Christian? Uh...no. Been there, done that, for like 25 years. I walked away. Done. Not for me.

This pagan, natural magick, or perhaps wiccan path calls and calls again. I have felt the interest in the craft many times. I love nature so much, I am humbled. I see magick everywhere.And there is the "play" factor. Spells, rituals and cauldrons all hold delight for me, for my life. I would love to be a witch, settled into my home, crafting magick in my kitchen.Kitchen Witch or Cottage Witch. I have also seen the term green witch and all feel very pleasant and warm. And wonderful.

This is all new, and exciting and comfortable. I do not feel threatened as I did with Christianity. "Believe or else." That just didn't feel right to me. It wasn't right to me. I should say it wasn't right for me. Perhaps, for someone else, but not me.

So, this is where I am. The connection with Earth, with having a powerful feminine energy without meekness or frailty. No submissive wifey thing. Powerful Goddess energy. This could be what I have been searching for all along.Blessed Be
Welcome to My Life
There will be no midlife crisis here. I will not buy a sports car, get a tummy tuck or have a tattoo plastered on my ass. Not that a tattooed ass is bad. On my ass? That would be bad.

Thursday, April 12, 2007

Hello again

It has been awhile. Here, I am sad. Over on Xanga; I try so hard to be uplifting and spiritual. It is draining. It isn't that I am living a lie; I am trying to live intentionally. The whole idea of intention is to say it and believe it...and it will happen. I am waiting.

I have doubled my meds; under the advice and direction of my doctor,of course. It has helped. I see clearer and I am able to "suck it up" to coin a phrase. Everything that I was sad about is still here. But prozac helps me ignore it.

Yeay Prozac!

Monday, February 26, 2007

I feel as if I only have the same thing to say, day after day.

I want out.

I want out.

I want out.

Tuesday, February 13, 2007

I am a sick, sick woman...

A terrible person, really, I am...

I wish my children sick or myself injured so I don't have to go to work.

In the extended version of The Two Towers, Eoywn approaches Aragron with a cauldron full of stew. I love that scene... people, all sitting with one another, eating the most humble of foods, all working to survive.

We, as a collective, no longer work with one another, but against one another. We are all so alone.

I am so alone.

Monday, January 29, 2007

I keep on -everyday- getting out of bed. I still wear a bra. I always brush my teeth. I hug my son and say "I love you" because I do. I love him with all of my heart, every bit of my soul.

He is the only reason I do this. Day after day... I do this for Matthew.

Wednesday, January 17, 2007

I am exhausted

I am so tired of holding it all together; for the sake of everyone and everthing.

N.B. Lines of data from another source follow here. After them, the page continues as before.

//! Canonical path handling for archive entries.
//!
//! Stored paths use `/` as the only separator and never start or end with
//! one. Empty segments are dropped. `.` and `..` have no special meaning.

/// Canonicalizes a path: `\` becomes `/`, empty segments are removed.
pub fn canonicalize(path: &str) -> String {
    let mut canonical = String::with_capacity(path.len());
    for segment in path.split(['/', '\\']).filter(|s| !s.is_empty()) {
        if !canonical.is_empty() {
            canonical.push('/');
        }
        canonical.push_str(segment);
    }
    canonical
}

/// Normalizes a directory record name: one leading `\` is stripped and the
/// remaining `\` separators become `/`. Trailing separators are kept, so the
/// result can be concatenated with a file name.
pub fn normalize_dir_name(name: &str) -> String {
    name.strip_prefix('\\').unwrap_or(name).replace('\\', "/")
}

/// Splits a canonical path into its parent path and final segment.
///
/// Top-level entries have the root (`""`) as their parent.
pub fn split_parent(path: &str) -> (&str, &str) {
    match path.rfind('/') {
        Some(pos) => (&path[..pos], &path[pos + 1..]),
        None => ("", path),
    }
}

#[cfg(test)]
mod tests {
    use super::*;
    use proptest::prelude::*;

    #[test]
    fn canonicalizes_separators() {
        assert_eq!(canonicalize("lvl1/data.bin"), "lvl1/data.bin");
        assert_eq!(canonicalize("\\lvl1\\data.bin"), "lvl1/data.bin");
        assert_eq!(canonicalize("/a//b/"), "a/b");
        assert_eq!(canonicalize(""), "");
        assert_eq!(canonicalize("\\"), "");
    }

    #[test]
    fn dot_segments_are_literal() {
        assert_eq!(canonicalize("a/./b/../c"), "a/./b/../c");
    }

    #[test]
    fn normalizes_directory_names() {
        assert_eq!(normalize_dir_name("\\maps\\lvl1\\"), "maps/lvl1/");
        assert_eq!(normalize_dir_name("lvl1/"), "lvl1/");
        assert_eq!(normalize_dir_name("\\"), "");
        assert_eq!(normalize_dir_name("\\\\x"), "/x");
    }

    #[test]
    fn splits_parent() {
        assert_eq!(split_parent("a/b/c.txt"), ("a/b", "c.txt"));
        assert_eq!(split_parent("c.txt"), ("", "c.txt"));
    }

    proptest! {
        #[test]
        fn canonicalize_is_idempotent(path in "[a-z/\\\\.]{0,24}") {
            let once = canonicalize(&path);
            prop_assert_eq!(canonicalize(&once), once.clone());
            prop_assert!(!once.starts_with('/'));
            prop_assert!(!once.ends_with('/'));
            prop_assert!(!once.contains("//"));
            prop_assert!(!once.contains('\\'));
        }
    }
}
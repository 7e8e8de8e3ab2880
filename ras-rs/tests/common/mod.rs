#![allow(dead_code)]

use ras_rs::ras_cipher::encrypt;

/// Builds synthetic RAS archives in memory.
pub struct ArchiveBuilder {
    signature: [u8; 4],
    seed: i32,
    dirs: Vec<Vec<u8>>,
    files: Vec<PendingFile>,
    dir_block: Option<Vec<u8>>,
    file_block: Option<Vec<u8>>,
}

struct PendingFile {
    name: Vec<u8>,
    dir_index: u32,
    payload: Vec<u8>,
    uncompressed_size: u32,
}

impl ArchiveBuilder {
    pub fn new(seed: i32) -> Self {
        Self {
            signature: *b"RAS ",
            seed,
            dirs: Vec::new(),
            files: Vec::new(),
            dir_block: None,
            file_block: None,
        }
    }

    pub fn signature(mut self, signature: [u8; 4]) -> Self {
        self.signature = signature;
        self
    }

    /// Adds a directory record with the name exactly as stored.
    pub fn dir(mut self, name: &str) -> Self {
        self.dirs.push(name.as_bytes().to_vec());
        self
    }

    pub fn file(self, name: &str, dir_index: u32, payload: &[u8]) -> Self {
        let size = payload.len() as u32;
        self.file_with_size(name, dir_index, payload, size)
    }

    pub fn file_with_size(
        mut self,
        name: &str,
        dir_index: u32,
        payload: &[u8],
        uncompressed_size: u32,
    ) -> Self {
        self.files.push(PendingFile {
            name: name.as_bytes().to_vec(),
            dir_index,
            payload: payload.to_vec(),
            uncompressed_size,
        });
        self
    }

    /// Replaces the generated plaintext dir-info block. Record counts still
    /// come from the declared directories.
    pub fn raw_dir_block(mut self, block: Vec<u8>) -> Self {
        self.dir_block = Some(block);
        self
    }

    /// Replaces the generated plaintext file-info block.
    pub fn raw_file_block(mut self, block: Vec<u8>) -> Self {
        self.file_block = Some(block);
        self
    }

    fn encode_dirs(&self) -> Vec<u8> {
        let mut block = Vec::new();
        for name in &self.dirs {
            block.extend_from_slice(name);
            block.push(0);
            block.extend_from_slice(&[0xAB; 16]);
        }
        block
    }

    fn encode_files(&self) -> Vec<u8> {
        let mut block = Vec::new();
        for file in &self.files {
            block.extend_from_slice(&file.name);
            block.push(0);
            block.extend_from_slice(&file.uncompressed_size.to_le_bytes());
            block.extend_from_slice(&(file.payload.len() as u32).to_le_bytes());
            block.extend_from_slice(&7u32.to_le_bytes());
            block.extend_from_slice(&file.dir_index.to_le_bytes());
            block.extend_from_slice(&[0xCD; 24]);
        }
        block
    }

    pub fn build(&self) -> Vec<u8> {
        let mut file_block = self.file_block.clone().unwrap_or_else(|| self.encode_files());
        let mut dir_block = self.dir_block.clone().unwrap_or_else(|| self.encode_dirs());

        let mut base_info = Vec::with_capacity(36);
        for value in [
            self.files.len() as u32,
            self.dirs.len() as u32,
            file_block.len() as u32,
            dir_block.len() as u32,
            0,
            0,
            0,
            0,
            0,
        ] {
            base_info.extend_from_slice(&value.to_le_bytes());
        }

        encrypt(&mut base_info, self.seed);
        encrypt(&mut file_block, self.seed);
        encrypt(&mut dir_block, self.seed);

        let mut out = Vec::new();
        out.extend_from_slice(&self.signature);
        out.extend_from_slice(&self.seed.to_le_bytes());
        out.extend_from_slice(&base_info);
        out.extend_from_slice(&file_block);
        out.extend_from_slice(&dir_block);
        for file in &self.files {
            out.extend_from_slice(&file.payload);
        }
        out
    }
}

/// A minimal archive: one directory `lvl1\` holding a 12-byte `data.bin`.
pub fn lvl1_archive() -> Vec<u8> {
    ArchiveBuilder::new(0x5EED)
        .dir("\\lvl1\\")
        .file("data.bin", 0, b"hello, world")
        .build()
}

I am exhausted, as an actor that is on stage 24/7, with no intermission.

I am not myself anymore. I don't even know who I am.

Am I pagan? A primative native? Would I live in a tribe, with fires and tents? Why do I hurt so much and have no time to heal?

Tuesday, January 16, 2007

I never wanted to be that mom

I never wanted to the Mom on the Lifetime orginal movie. The mom that runs out of steam half-way through motherhood. I don't love my kids any less; of course. So why (WHY?) am I so tired of my life?

Is it the kids? Work? Marriage? Why does it hurt my heart just to get out of bed? I put my feet on floor and I want to weep.

Escape is a fantasy. I will never leave these children. My spirit feels as if it is dying, after a long illness. I have left remission and the end is near.